DATA SUPPLIED.
--- START ---

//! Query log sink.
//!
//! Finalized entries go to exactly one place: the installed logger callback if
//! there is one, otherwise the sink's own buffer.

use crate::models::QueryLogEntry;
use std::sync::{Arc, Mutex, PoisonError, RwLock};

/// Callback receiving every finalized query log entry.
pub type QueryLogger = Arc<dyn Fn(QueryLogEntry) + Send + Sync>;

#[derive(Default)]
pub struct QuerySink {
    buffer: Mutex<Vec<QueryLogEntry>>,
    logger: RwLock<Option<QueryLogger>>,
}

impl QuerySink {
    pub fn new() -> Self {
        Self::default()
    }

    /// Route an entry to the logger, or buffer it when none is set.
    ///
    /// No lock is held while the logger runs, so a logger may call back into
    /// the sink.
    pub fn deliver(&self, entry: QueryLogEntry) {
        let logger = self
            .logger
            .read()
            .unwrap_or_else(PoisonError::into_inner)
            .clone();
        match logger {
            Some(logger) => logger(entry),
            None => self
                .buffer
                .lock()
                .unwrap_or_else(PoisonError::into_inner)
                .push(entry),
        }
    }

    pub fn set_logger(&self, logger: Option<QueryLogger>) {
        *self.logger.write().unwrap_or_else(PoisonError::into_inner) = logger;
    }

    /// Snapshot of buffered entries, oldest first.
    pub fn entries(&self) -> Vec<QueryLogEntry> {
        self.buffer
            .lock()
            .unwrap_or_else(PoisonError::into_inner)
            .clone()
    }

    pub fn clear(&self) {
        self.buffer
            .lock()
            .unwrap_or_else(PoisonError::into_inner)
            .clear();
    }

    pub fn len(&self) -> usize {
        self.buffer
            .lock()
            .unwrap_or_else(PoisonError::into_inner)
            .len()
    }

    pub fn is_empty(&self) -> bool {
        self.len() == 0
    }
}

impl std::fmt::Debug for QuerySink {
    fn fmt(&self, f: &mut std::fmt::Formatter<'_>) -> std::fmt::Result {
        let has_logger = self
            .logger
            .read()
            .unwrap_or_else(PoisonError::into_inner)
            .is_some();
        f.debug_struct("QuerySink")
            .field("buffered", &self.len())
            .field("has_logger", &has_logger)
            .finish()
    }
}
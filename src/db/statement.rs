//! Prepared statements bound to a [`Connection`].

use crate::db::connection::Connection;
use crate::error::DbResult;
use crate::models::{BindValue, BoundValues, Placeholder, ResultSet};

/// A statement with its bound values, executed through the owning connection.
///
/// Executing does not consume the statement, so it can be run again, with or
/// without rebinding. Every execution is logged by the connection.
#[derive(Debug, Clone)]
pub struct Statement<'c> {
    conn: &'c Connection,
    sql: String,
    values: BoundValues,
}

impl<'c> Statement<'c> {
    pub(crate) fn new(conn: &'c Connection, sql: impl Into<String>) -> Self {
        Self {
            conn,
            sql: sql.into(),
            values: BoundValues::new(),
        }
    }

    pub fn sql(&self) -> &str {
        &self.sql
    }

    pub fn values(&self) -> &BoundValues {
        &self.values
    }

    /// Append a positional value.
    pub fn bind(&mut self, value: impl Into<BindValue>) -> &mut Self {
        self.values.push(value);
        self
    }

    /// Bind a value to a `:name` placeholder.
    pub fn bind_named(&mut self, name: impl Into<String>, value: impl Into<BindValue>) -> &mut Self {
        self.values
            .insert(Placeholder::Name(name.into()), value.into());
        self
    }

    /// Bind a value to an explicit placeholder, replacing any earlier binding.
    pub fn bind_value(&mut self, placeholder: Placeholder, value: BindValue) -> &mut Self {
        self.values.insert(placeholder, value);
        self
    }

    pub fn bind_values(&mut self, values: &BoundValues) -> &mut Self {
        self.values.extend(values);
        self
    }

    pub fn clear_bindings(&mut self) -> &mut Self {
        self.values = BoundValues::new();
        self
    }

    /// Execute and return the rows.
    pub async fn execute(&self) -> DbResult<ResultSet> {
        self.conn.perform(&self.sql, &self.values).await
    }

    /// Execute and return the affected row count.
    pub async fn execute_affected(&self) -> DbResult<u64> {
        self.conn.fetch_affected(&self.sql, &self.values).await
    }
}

--- END ---
--- START ---

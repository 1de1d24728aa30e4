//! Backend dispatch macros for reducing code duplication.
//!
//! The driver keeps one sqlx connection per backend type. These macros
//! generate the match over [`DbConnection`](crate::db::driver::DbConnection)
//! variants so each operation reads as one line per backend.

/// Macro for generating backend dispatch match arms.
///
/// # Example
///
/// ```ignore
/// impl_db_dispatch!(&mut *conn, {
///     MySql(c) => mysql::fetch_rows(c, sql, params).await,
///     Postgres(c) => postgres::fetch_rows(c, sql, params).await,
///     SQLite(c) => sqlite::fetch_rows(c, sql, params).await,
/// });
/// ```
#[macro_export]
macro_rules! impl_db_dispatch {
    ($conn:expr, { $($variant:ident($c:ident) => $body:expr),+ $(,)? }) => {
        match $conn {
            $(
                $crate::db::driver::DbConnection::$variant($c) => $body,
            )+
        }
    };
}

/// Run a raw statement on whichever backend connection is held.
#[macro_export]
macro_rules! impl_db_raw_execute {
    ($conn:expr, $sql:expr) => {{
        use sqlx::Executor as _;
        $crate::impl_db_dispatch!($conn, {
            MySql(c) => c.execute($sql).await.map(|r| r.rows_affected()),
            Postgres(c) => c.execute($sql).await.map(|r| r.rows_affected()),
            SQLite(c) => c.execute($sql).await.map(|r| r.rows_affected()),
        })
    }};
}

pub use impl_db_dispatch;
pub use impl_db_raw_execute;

--- END ---
--- START ---

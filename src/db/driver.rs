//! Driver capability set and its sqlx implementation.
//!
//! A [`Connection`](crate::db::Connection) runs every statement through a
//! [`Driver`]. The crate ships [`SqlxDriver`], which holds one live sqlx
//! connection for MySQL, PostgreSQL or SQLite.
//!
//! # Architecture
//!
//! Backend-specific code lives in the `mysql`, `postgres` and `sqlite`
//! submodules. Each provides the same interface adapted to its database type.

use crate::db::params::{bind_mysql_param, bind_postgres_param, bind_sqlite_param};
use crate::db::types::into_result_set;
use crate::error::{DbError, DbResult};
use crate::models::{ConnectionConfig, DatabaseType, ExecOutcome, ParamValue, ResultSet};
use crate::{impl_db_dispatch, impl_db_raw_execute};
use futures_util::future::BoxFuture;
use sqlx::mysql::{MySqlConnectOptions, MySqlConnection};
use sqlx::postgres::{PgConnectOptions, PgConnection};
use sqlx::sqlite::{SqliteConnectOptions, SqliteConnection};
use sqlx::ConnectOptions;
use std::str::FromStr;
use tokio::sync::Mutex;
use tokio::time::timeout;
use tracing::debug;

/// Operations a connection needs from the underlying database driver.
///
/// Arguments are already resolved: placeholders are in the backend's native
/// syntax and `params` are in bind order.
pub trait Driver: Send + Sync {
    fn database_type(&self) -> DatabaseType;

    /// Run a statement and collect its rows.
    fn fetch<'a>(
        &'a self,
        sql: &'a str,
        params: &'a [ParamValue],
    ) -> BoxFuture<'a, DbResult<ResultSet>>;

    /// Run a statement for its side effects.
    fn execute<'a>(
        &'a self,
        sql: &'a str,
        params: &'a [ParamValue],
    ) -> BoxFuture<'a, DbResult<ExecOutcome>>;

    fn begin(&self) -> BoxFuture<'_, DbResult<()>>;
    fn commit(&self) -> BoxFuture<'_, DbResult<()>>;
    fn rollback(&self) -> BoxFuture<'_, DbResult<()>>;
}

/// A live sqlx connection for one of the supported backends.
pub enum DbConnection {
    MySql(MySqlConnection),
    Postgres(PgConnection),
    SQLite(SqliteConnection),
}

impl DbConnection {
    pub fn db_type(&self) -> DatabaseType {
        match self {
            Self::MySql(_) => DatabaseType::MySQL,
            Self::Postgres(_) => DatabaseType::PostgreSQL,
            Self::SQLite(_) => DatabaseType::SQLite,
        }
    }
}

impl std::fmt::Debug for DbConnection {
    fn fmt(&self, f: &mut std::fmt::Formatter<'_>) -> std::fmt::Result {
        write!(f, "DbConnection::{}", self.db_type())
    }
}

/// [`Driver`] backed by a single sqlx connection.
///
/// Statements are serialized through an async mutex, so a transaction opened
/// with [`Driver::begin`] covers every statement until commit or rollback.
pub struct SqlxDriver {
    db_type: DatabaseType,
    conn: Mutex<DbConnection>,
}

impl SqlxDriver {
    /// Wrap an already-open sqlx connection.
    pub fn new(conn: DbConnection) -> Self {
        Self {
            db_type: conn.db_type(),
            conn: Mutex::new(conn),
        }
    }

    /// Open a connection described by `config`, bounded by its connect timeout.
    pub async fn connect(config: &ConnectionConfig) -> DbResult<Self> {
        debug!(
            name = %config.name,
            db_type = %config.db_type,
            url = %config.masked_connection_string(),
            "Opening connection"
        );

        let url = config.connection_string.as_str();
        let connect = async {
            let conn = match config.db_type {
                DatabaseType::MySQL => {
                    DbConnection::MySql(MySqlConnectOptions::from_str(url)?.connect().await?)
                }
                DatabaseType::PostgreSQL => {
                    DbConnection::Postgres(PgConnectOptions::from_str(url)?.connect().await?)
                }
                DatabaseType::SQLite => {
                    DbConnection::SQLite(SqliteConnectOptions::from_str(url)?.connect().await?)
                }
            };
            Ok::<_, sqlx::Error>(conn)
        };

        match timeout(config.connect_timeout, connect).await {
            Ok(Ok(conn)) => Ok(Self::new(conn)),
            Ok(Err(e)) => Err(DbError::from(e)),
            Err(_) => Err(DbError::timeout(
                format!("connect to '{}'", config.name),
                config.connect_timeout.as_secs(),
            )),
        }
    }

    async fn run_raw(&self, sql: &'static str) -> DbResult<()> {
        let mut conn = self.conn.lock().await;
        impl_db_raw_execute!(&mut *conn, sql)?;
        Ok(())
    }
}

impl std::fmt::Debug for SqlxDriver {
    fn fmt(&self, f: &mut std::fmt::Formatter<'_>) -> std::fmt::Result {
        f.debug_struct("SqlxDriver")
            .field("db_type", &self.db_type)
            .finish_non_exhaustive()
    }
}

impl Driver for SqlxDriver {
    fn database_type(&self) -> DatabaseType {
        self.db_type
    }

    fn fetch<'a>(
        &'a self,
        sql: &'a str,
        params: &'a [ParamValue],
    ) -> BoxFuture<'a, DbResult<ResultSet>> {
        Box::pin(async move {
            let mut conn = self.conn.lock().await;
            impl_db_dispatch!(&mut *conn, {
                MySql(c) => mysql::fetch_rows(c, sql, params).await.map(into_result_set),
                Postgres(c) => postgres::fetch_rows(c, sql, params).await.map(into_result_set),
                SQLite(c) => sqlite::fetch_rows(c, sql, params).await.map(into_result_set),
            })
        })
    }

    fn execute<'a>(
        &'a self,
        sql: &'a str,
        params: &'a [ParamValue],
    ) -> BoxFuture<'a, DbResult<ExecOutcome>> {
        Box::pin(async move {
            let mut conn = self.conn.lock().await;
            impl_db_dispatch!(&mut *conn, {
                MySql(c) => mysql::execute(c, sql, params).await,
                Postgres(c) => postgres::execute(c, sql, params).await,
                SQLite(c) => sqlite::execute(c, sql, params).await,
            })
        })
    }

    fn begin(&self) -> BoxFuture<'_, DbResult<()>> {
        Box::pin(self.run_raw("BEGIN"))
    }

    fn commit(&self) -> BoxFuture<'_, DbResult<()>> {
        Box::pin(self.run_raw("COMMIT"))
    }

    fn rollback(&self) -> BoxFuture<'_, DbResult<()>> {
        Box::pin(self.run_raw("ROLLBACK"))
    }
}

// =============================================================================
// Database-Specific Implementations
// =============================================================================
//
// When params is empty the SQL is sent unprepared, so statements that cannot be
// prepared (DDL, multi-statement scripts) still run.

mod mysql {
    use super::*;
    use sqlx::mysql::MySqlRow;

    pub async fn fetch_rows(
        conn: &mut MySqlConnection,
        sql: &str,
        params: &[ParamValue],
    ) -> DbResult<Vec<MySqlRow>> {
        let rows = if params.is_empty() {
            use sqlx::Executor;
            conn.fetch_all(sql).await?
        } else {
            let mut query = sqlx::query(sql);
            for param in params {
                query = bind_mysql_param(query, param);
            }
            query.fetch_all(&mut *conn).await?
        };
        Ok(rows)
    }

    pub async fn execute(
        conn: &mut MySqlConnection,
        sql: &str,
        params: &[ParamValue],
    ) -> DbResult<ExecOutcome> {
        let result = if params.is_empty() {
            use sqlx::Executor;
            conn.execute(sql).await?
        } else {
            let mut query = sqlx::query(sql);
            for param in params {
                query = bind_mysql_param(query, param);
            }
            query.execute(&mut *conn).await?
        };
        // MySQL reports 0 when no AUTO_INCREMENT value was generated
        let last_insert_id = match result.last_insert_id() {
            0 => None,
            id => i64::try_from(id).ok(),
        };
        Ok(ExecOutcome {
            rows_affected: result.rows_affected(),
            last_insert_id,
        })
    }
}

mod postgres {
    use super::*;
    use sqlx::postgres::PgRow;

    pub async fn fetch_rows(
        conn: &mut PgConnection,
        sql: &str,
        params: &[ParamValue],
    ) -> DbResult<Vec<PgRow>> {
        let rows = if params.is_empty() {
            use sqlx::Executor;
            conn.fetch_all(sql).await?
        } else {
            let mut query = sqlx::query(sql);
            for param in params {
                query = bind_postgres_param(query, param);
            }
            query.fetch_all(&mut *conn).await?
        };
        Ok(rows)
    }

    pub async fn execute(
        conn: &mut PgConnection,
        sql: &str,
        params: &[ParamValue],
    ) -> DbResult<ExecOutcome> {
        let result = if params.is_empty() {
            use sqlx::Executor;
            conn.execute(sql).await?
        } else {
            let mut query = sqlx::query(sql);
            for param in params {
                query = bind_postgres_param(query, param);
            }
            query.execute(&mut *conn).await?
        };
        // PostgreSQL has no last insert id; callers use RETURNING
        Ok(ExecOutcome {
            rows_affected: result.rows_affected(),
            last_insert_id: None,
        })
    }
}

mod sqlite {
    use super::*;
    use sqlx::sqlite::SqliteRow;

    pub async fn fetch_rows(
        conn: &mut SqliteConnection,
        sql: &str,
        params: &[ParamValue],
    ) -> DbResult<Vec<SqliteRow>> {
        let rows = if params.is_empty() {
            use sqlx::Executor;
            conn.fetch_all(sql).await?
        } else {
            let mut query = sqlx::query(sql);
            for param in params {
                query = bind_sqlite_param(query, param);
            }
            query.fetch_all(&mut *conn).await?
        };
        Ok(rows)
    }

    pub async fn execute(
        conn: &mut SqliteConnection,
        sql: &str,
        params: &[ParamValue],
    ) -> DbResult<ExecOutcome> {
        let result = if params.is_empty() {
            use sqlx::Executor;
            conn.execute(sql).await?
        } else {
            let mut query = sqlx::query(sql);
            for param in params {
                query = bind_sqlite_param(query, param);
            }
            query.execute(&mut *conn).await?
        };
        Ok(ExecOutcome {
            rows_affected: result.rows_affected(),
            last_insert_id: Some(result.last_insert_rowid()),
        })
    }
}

--- END ---

WHAT THE EXERCISE ASKS. If a line in the listing holds the word "macros", copy it out.

REPLY.
//! Backend dispatch macros for reducing code duplication.
//! The driver keeps one sqlx connection per backend type. These macros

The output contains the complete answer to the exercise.